[Items from a dataset]
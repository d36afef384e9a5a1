// Copyright (C) 2026 Fred Clausen
// Use of this source code is governed by an MIT-style
// license that can be found in the LICENSE file or at
// https://opensource.org/licenses/MIT.

//! Request and response structures crossing the API boundary.
//!
//! Serde renames pin the wire field names the existing frontend expects:
//! book fields are camelCase (`bookNo`, `totalPages`), the committee name
//! travels as `Com`, and the multi-department fields keep their original
//! snake_case (`all_departments`, `department_names`, `department_count`).

use serde::{Deserialize, Serialize};

/// One department association in a book response.
#[derive(Debug, Clone, PartialEq, Eq, Serialize, Deserialize)]
pub struct DepartmentInfo {
    #[serde(rename = "deID")]
    pub de_id: i64,
    #[serde(rename = "departmentName")]
    pub department_name: Option<String>,
    #[serde(rename = "coID")]
    pub co_id: i64,
    #[serde(rename = "Com")]
    pub committee_name: Option<String>,
}

/// One PDF entry in a book response.
#[derive(Debug, Clone, PartialEq, Eq, Serialize, Deserialize)]
pub struct PdfFileResponse {
    pub id: i64,
    #[serde(rename = "bookNo")]
    pub book_no: Option<String>,
    pub pdf: Option<String>,
    #[serde(rename = "currentDate")]
    pub current_date: Option<String>,
    pub username: Option<String>,
}

/// A book row as served by the listing, report, and lookup endpoints.
#[derive(Debug, Clone, Serialize, Deserialize)]
pub struct BookResponse {
    pub id: i64,
    #[serde(rename = "bookType")]
    pub book_type: Option<String>,
    #[serde(rename = "bookNo")]
    pub book_no: Option<String>,
    #[serde(rename = "bookDate")]
    pub book_date: Option<String>,
    #[serde(rename = "directoryName")]
    pub directory_name: Option<String>,
    #[serde(rename = "incomingNo")]
    pub incoming_no: Option<String>,
    #[serde(rename = "incomingDate")]
    pub incoming_date: Option<String>,
    pub subject: Option<String>,
    pub destination: Option<String>,
    #[serde(rename = "bookAction")]
    pub book_action: Option<String>,
    #[serde(rename = "bookStatus")]
    pub book_status: Option<String>,
    pub notes: Option<String>,
    #[serde(rename = "currentDate")]
    pub current_date: Option<String>,
    #[serde(rename = "userID")]
    pub user_id: Option<i64>,
    pub username: Option<String>,
    #[serde(rename = "junctionID", skip_serializing_if = "Option::is_none")]
    pub junction_id: Option<i64>,
    #[serde(rename = "coID")]
    pub co_id: Option<i64>,
    #[serde(rename = "Com")]
    pub committee_name: Option<String>,
    #[serde(rename = "deID")]
    pub de_id: Option<i64>,
    #[serde(rename = "departmentName")]
    pub department_name: Option<String>,
    pub all_departments: Vec<DepartmentInfo>,
    pub department_names: Option<String>,
    pub department_count: i64,
    #[serde(rename = "countOfLateBooks", skip_serializing_if = "Option::is_none")]
    pub count_of_late_books: Option<i64>,
    #[serde(rename = "countOfPDFs", skip_serializing_if = "Option::is_none")]
    pub count_of_pdfs: Option<i64>,
    #[serde(rename = "pdfFiles")]
    pub pdf_files: Vec<PdfFileResponse>,
}

/// Paginated listing envelope.
#[derive(Debug, Clone, Serialize, Deserialize)]
pub struct PaginatedBooks {
    pub data: Vec<BookResponse>,
    pub total: i64,
    pub page: i64,
    pub limit: i64,
    #[serde(rename = "totalPages")]
    pub total_pages: i64,
}

/// Everything needed to create a book with its first PDF.
///
/// The HTTP layer assembles this from the multipart form.
#[derive(Debug, Clone)]
pub struct CreateBookInput {
    pub book_no: String,
    pub book_date: String,
    pub book_type: String,
    pub directory_name: Option<String>,
    pub incoming_no: Option<String>,
    pub incoming_date: Option<String>,
    pub subject: Option<String>,
    pub destination: Option<String>,
    pub book_action: Option<String>,
    pub book_status: Option<String>,
    pub notes: Option<String>,
    pub user_id: i64,
    pub co_id: i64,
    /// Comma-separated department ids, as submitted.
    pub de_ids: String,
    pub file_bytes: Vec<u8>,
    pub original_filename: String,
}

/// Response for book creation.
#[derive(Debug, Clone, Serialize, Deserialize)]
pub struct CreateBookResponse {
    pub message: String,
    #[serde(rename = "bookID")]
    pub book_id: i64,
    pub junction_ids: Vec<i64>,
    pub bridge_ids: Vec<i64>,
}

/// Response for book update.
#[derive(Debug, Clone, Serialize, Deserialize)]
pub struct UpdateBookResponse {
    pub message: String,
    #[serde(rename = "bookID")]
    pub book_id: i64,
}

/// Response for the book-number existence probe.
#[derive(Debug, Clone, Serialize, Deserialize)]
pub struct ExistsResponse {
    pub exists: bool,
}

/// Dashboard counts by book type.
#[derive(Debug, Clone, Serialize, Deserialize)]
pub struct BookTypeCounts {
    #[serde(rename = "External")]
    pub external: i64,
    #[serde(rename = "Internal")]
    pub internal: i64,
    #[serde(rename = "Fax")]
    pub fax: i64,
}

/// Dashboard counts by book status.
#[derive(Debug, Clone, Serialize, Deserialize)]
pub struct BookStatusCounts {
    #[serde(rename = "Accomplished")]
    pub accomplished: i64,
    #[serde(rename = "Pending")]
    pub pending: i64,
    #[serde(rename = "Deliberation")]
    pub deliberation: i64,
}

/// Dashboard per-user book counts.
#[derive(Debug, Clone, Serialize, Deserialize)]
pub struct UserBookCountResponse {
    pub username: String,
    #[serde(rename = "bookCount")]
    pub book_count: i64,
}

/// A committee row.
#[derive(Debug, Clone, Serialize, Deserialize)]
pub struct CommitteeResponse {
    #[serde(rename = "coID")]
    pub co_id: i64,
    #[serde(rename = "Com")]
    pub committee_name: Option<String>,
}

/// A department row.
#[derive(Debug, Clone, Serialize, Deserialize)]
pub struct DepartmentResponse {
    #[serde(rename = "deID")]
    pub de_id: i64,
    #[serde(rename = "departmentName")]
    pub department_name: Option<String>,
}

/// Per-department book count in report statistics.
#[derive(Debug, Clone, Serialize, Deserialize)]
pub struct DepartmentStat {
    #[serde(rename = "deID")]
    pub de_id: i64,
    #[serde(rename = "departmentName")]
    pub department_name: Option<String>,
    pub count: i64,
}

/// Per-committee book count in report statistics.
#[derive(Debug, Clone, Serialize, Deserialize)]
pub struct CommitteeStat {
    #[serde(rename = "coID")]
    pub co_id: i64,
    #[serde(rename = "Com")]
    pub committee_name: Option<String>,
    pub count: i64,
}

/// The filters a statistics report was run with, echoed back.
#[derive(Debug, Clone, Default, Serialize, Deserialize)]
pub struct ReportFiltersEcho {
    #[serde(rename = "bookType")]
    pub book_type: Option<String>,
    #[serde(rename = "bookStatus")]
    pub book_status: Option<String>,
    #[serde(rename = "startDate")]
    pub start_date: Option<String>,
    #[serde(rename = "endDate")]
    pub end_date: Option<String>,
    #[serde(rename = "unfinishedOnly")]
    pub unfinished_only: bool,
    #[serde(rename = "coID")]
    pub co_id: Option<i64>,
    #[serde(rename = "deID")]
    pub de_id: Option<i64>,
}

/// Report rows plus aggregate statistics.
#[derive(Debug, Clone, Serialize, Deserialize)]
pub struct ReportWithStats {
    pub data: Vec<BookResponse>,
    #[serde(rename = "totalRecords")]
    pub total_records: i64,
    pub department_stats: Vec<DepartmentStat>,
    pub committee_stats: Vec<CommitteeStat>,
    pub filters: ReportFiltersEcho,
}

/// A committee with its nested departments, as returned by the grouped
/// directory endpoint.
#[derive(Debug, Clone, Serialize, Deserialize)]
pub struct CommitteeWithDepartments {
    #[serde(rename = "coID")]
    pub co_id: i64,
    #[serde(rename = "Com")]
    pub committee_name: Option<String>,
    pub departments: Vec<DepartmentStat>,
    #[serde(rename = "totalBooks")]
    pub total_books: i64,
}

/// Subject search request body.
#[derive(Debug, Clone, Deserialize)]
pub struct SubjectSearchRequest {
    pub subject: String,
}

/// Login request body.
#[derive(Debug, Clone, Deserialize)]
pub struct LoginRequest {
    pub username: String,
    pub password: String,
}

/// Registration request body.
#[derive(Debug, Clone, Deserialize)]
pub struct RegisterRequest {
    pub username: String,
    pub password: String,
    /// Defaults to "user" when absent.
    pub permission: Option<String>,
}

/// Auth endpoints' minimal acknowledgement.
#[derive(Debug, Clone, Serialize, Deserialize)]
pub struct AuthResponse {
    pub message: String,
}

/// Generic acknowledgement for destructive operations.
#[derive(Debug, Clone, Serialize, Deserialize)]
pub struct MessageResponse {
    pub message: String,
}

/// The current session's user.
#[derive(Debug, Clone, Serialize, Deserialize)]
pub struct CurrentUserResponse {
    pub id: i64,
    pub username: String,
    pub permission: String,
}

/// PDF deletion request body.
#[derive(Debug, Clone, Deserialize)]
pub struct DeletePdfRequest {
    pub id: i64,
    /// The stored path of the backing file.
    pub pdf: String,
}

• Work required: What lines in the data above contain the word "CommitteeStat"? Copy them all.

• Response to the exercise:
pub struct CommitteeStat {
    pub committee_stats: Vec<CommitteeStat>,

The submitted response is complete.